• **Saved entries**:
=======
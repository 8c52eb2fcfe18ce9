use std::collections::BTreeMap;
use std::path::{Path, PathBuf};
use std::time::Duration;

use serde::{Deserialize, Deserializer};
use thiserror::Error;

use crate::angle::AzEl;
use crate::catalog::{split_manual_list, CONSTELLATIONS, MANUAL};
use crate::ephemeris::GroundStation;
use crate::observation::FrequencyPlan;
use crate::scheduler::{MeasurementSettings, ScheduleSettings};

#[derive(Debug, Error)]
pub enum ConfigError {
    #[error("IO error: {0}")]
    Io(#[from] std::io::Error),
    #[error("YAML parse error: {0}")]
    Yaml(#[from] serde_yaml::Error),
    #[error("invalid configuration: {0}")]
    Invalid(String),
}

#[derive(Debug, Clone, Deserialize)]
pub struct Config {
    pub mount: MountConfig,
    #[serde(default)]
    pub station: StationConfig,
    pub targets: TargetsConfig,
    #[serde(default)]
    pub planner: PlannerConfig,
    pub measurement: MeasurementConfig,
    #[serde(default)]
    pub schedule: ScheduleConfig,
    #[serde(default)]
    pub output: OutputConfig,
}

#[derive(Debug, Clone, Deserialize)]
pub struct MountConfig {
    /// `host:port` of the mount controller.
    pub address: String,
    /// Angles of cog 0 on each axis.
    pub min_azimuth: f64,
    pub min_elevation: f64,
    pub stow: AzEl,
    #[serde(default = "default_close_enough")]
    pub close_enough: f64,
    #[serde(default = "default_update_interval", deserialize_with = "duration")]
    pub update_interval: Duration,
}

fn default_close_enough() -> f64 {
    0.5
}

fn default_update_interval() -> Duration {
    Duration::from_millis(250)
}

#[derive(Debug, Clone, Default, Deserialize)]
pub struct StationConfig {
    pub latitude: f64,
    pub longitude: f64,
    #[serde(default)]
    pub altitude_m: f64,
}

impl StationConfig {
    pub fn ground_station(&self) -> GroundStation {
        GroundStation {
            latitude_deg: self.latitude,
            longitude_deg: self.longitude,
            altitude_m: self.altitude_m,
        }
    }
}

#[derive(Debug, Clone, Deserialize)]
pub struct TargetsConfig {
    #[serde(default)]
    pub categories: Vec<String>,
    /// Satellites, or `(az,el)` positions for the MANUAL category. When
    /// given, the categories only select the catalog.
    #[serde(default)]
    pub names: Vec<String>,
    pub tle_dir: Option<PathBuf>,
    /// Maps the beam around one target instead of visiting the others.
    pub grid: Option<GridConfig>,
}

#[derive(Debug, Clone, Deserialize)]
pub struct GridConfig {
    /// Satellite name, or `(az,el)` for MANUAL.
    pub target: String,
    pub rows: usize,
    pub cols: usize,
    /// Degrees between rows and between columns.
    pub row_step: f64,
    pub col_step: f64,
}

#[derive(Debug, Clone, Deserialize)]
#[serde(default)]
pub struct PlannerConfig {
    pub elevation_cutoff: f64,
    pub max_batch_size: usize,
    pub exact_solver_limit: usize,
}

impl Default for PlannerConfig {
    fn default() -> Self {
        Self {
            elevation_cutoff: 10.0,
            max_batch_size: 8,
            exact_solver_limit: 9,
        }
    }
}

#[derive(Debug, Clone, Deserialize)]
pub struct MeasurementConfig {
    /// MHz, observed for every target.
    pub frequencies: Option<Vec<f64>>,
    /// Band names per constellation.
    pub bands: Option<BTreeMap<String, Vec<String>>>,
    #[serde(default = "default_sky_frequency")]
    pub sky_frequency: f64,
    /// MHz; 0 measures without a reference.
    #[serde(default)]
    pub frequency_offset: f64,
    #[serde(default)]
    pub offset: AzEl,
    #[serde(default = "one")]
    pub repeats_per_target: usize,
    #[serde(default = "one")]
    pub repeats_per_frequency: usize,
    #[serde(default)]
    pub lna: bool,
    #[serde(default)]
    pub diode_switching: bool,
    #[serde(default = "default_channels")]
    pub channels: usize,
    #[serde(default = "default_integration", deserialize_with = "duration")]
    pub integration: Duration,
    #[serde(default = "default_long_wait", deserialize_with = "optional_duration")]
    pub settle_timeout: Option<Duration>,
}

fn default_sky_frequency() -> f64 {
    1420.4
}

fn one() -> usize {
    1
}

fn default_channels() -> usize {
    256
}

fn default_integration() -> Duration {
    Duration::from_secs(1)
}

fn default_long_wait() -> Option<Duration> {
    Some(Duration::from_secs(600))
}

#[derive(Debug, Clone, Deserialize)]
#[serde(default)]
pub struct ScheduleConfig {
    #[serde(deserialize_with = "duration")]
    pub scan_time: Duration,
    #[serde(deserialize_with = "duration")]
    pub lap_interval: Duration,
    /// `never` waits forever.
    #[serde(deserialize_with = "optional_duration")]
    pub reach_timeout: Option<Duration>,
    #[serde(deserialize_with = "duration")]
    pub reset_timeout: Duration,
    #[serde(deserialize_with = "duration")]
    pub empty_retry: Duration,
    #[serde(deserialize_with = "duration")]
    pub poll_interval: Duration,
}

impl Default for ScheduleConfig {
    fn default() -> Self {
        let s = ScheduleSettings::default();
        Self {
            scan_time: s.scan_time,
            lap_interval: s.lap_interval,
            reach_timeout: s.reach_timeout,
            reset_timeout: s.reset_timeout,
            empty_retry: s.empty_retry,
            poll_interval: s.poll_interval,
        }
    }
}

#[derive(Debug, Clone, Deserialize)]
pub struct OutputConfig {
    pub data_dir: PathBuf,
}

impl Default for OutputConfig {
    fn default() -> Self {
        Self {
            data_dir: PathBuf::from("data"),
        }
    }
}

fn duration<'de, D: Deserializer<'de>>(d: D) -> Result<Duration, D::Error> {
    let s = String::deserialize(d)?;
    humantime::parse_duration(s.trim()).map_err(serde::de::Error::custom)
}

fn optional_duration<'de, D: Deserializer<'de>>(d: D) -> Result<Option<Duration>, D::Error> {
    let s = String::deserialize(d)?;
    if s.trim().eq_ignore_ascii_case("never") {
        return Ok(None);
    }
    humantime::parse_duration(s.trim())
        .map(Some)
        .map_err(serde::de::Error::custom)
}

impl Config {
    pub fn from_file(path: impl AsRef<Path>) -> Result<Self, ConfigError> {
        let content = std::fs::read_to_string(path)?;
        Self::from_yaml(&content)
    }

    pub fn from_yaml(yaml: &str) -> Result<Self, ConfigError> {
        let config: Config = serde_yaml::from_str(yaml)?;
        Ok(config)
    }

    /// Targets are fixed `(az,el)` positions rather than satellites.
    pub fn is_manual(&self) -> bool {
        self.targets
            .categories
            .iter()
            .any(|c| c.eq_ignore_ascii_case(MANUAL))
    }

    /// Every configured `(az,el)` position; entries may hold several.
    pub fn manual_positions(&self) -> Result<Vec<String>, ConfigError> {
        let mut positions = Vec::new();
        for entry in &self.targets.names {
            let items =
                split_manual_list(entry).map_err(|e| ConfigError::Invalid(e.to_string()))?;
            positions.extend(items);
        }
        Ok(positions)
    }

    /// Reports problems serde cannot see.
    pub fn validate(&self) -> Result<(), ConfigError> {
        let invalid = |msg: String| Err(ConfigError::Invalid(msg));
        let targets = &self.targets;

        if targets.categories.is_empty() && targets.names.is_empty() {
            return invalid("no target categories or names configured".into());
        }
        if self.is_manual() {
            if targets.categories.len() > 1 {
                return invalid("MANUAL cannot be mixed with other categories".into());
            }
            if targets.names.is_empty() {
                return invalid("MANUAL needs (az,el) positions in targets.names".into());
            }
            self.manual_positions()?;
        } else {
            if targets.tle_dir.is_none() {
                return invalid("targets.tle_dir is required for satellite targets".into());
            }
            if let Some(unknown) = targets
                .categories
                .iter()
                .find(|c| !c.eq_ignore_ascii_case("all") && !CONSTELLATIONS.contains(&c.as_str()))
            {
                return invalid(format!("unknown category {}", unknown));
            }
        }

        if let Some(grid) = &targets.grid {
            if grid.rows == 0 || grid.cols == 0 {
                return invalid("targets.grid needs at least one row and column".into());
            }
            if grid.row_step <= 0.0 || grid.col_step <= 0.0 {
                return invalid("targets.grid steps must be positive".into());
            }
        }

        let m = &self.measurement;
        match (&m.frequencies, &m.bands) {
            (Some(_), Some(_)) => {
                return invalid("give either measurement.frequencies or measurement.bands".into())
            }
            (None, None) => {
                return invalid("measurement.frequencies or measurement.bands is required".into())
            }
            (Some(f), None) if f.is_empty() || f.iter().any(|&f| f <= 0.0) => {
                return invalid("measurement.frequencies must be positive".into())
            }
            (None, Some(_)) if self.is_manual() => {
                return invalid("MANUAL targets need measurement.frequencies".into())
            }
            _ => {}
        }
        if m.repeats_per_target == 0 || m.repeats_per_frequency == 0 {
            return invalid("repeat counts must be at least 1".into());
        }
        if m.channels == 0 {
            return invalid("measurement.channels must be at least 1".into());
        }
        if self.mount.close_enough <= 0.0 {
            return invalid("mount.close_enough must be positive".into());
        }
        Ok(())
    }

    pub fn frequency_plan(&self) -> FrequencyPlan {
        let m = &self.measurement;
        match (&m.frequencies, &m.bands) {
            (Some(mhz), _) => FrequencyPlan::fixed_mhz(mhz),
            (None, Some(bands)) => FrequencyPlan::bands(bands.clone(), m.sky_frequency * 1e6),
            (None, None) => FrequencyPlan::Fixed(Vec::new()),
        }
    }

    pub fn measurement_settings(&self) -> MeasurementSettings {
        let m = &self.measurement;
        MeasurementSettings {
            frequency_offset_hz: m.frequency_offset * 1e6,
            lna: m.lna,
            repeats_per_target: m.repeats_per_target,
            offset: m.offset,
            settle_timeout: m.settle_timeout,
            repeats_per_frequency: m.repeats_per_frequency,
            diode_switching: m.diode_switching,
        }
    }

    pub fn schedule_settings(&self) -> ScheduleSettings {
        let s = &self.schedule;
        ScheduleSettings {
            scan_time: s.scan_time,
            lap_interval: s.lap_interval,
            reach_timeout: s.reach_timeout,
            reset_timeout: s.reset_timeout,
            empty_retry: s.empty_retry,
            poll_interval: s.poll_interval,
        }
    }
}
=======
• **Task item**: Within the entries above, work out the number of lines that include the string "Deserializer" and give only that.

• **Solution to this task**: 3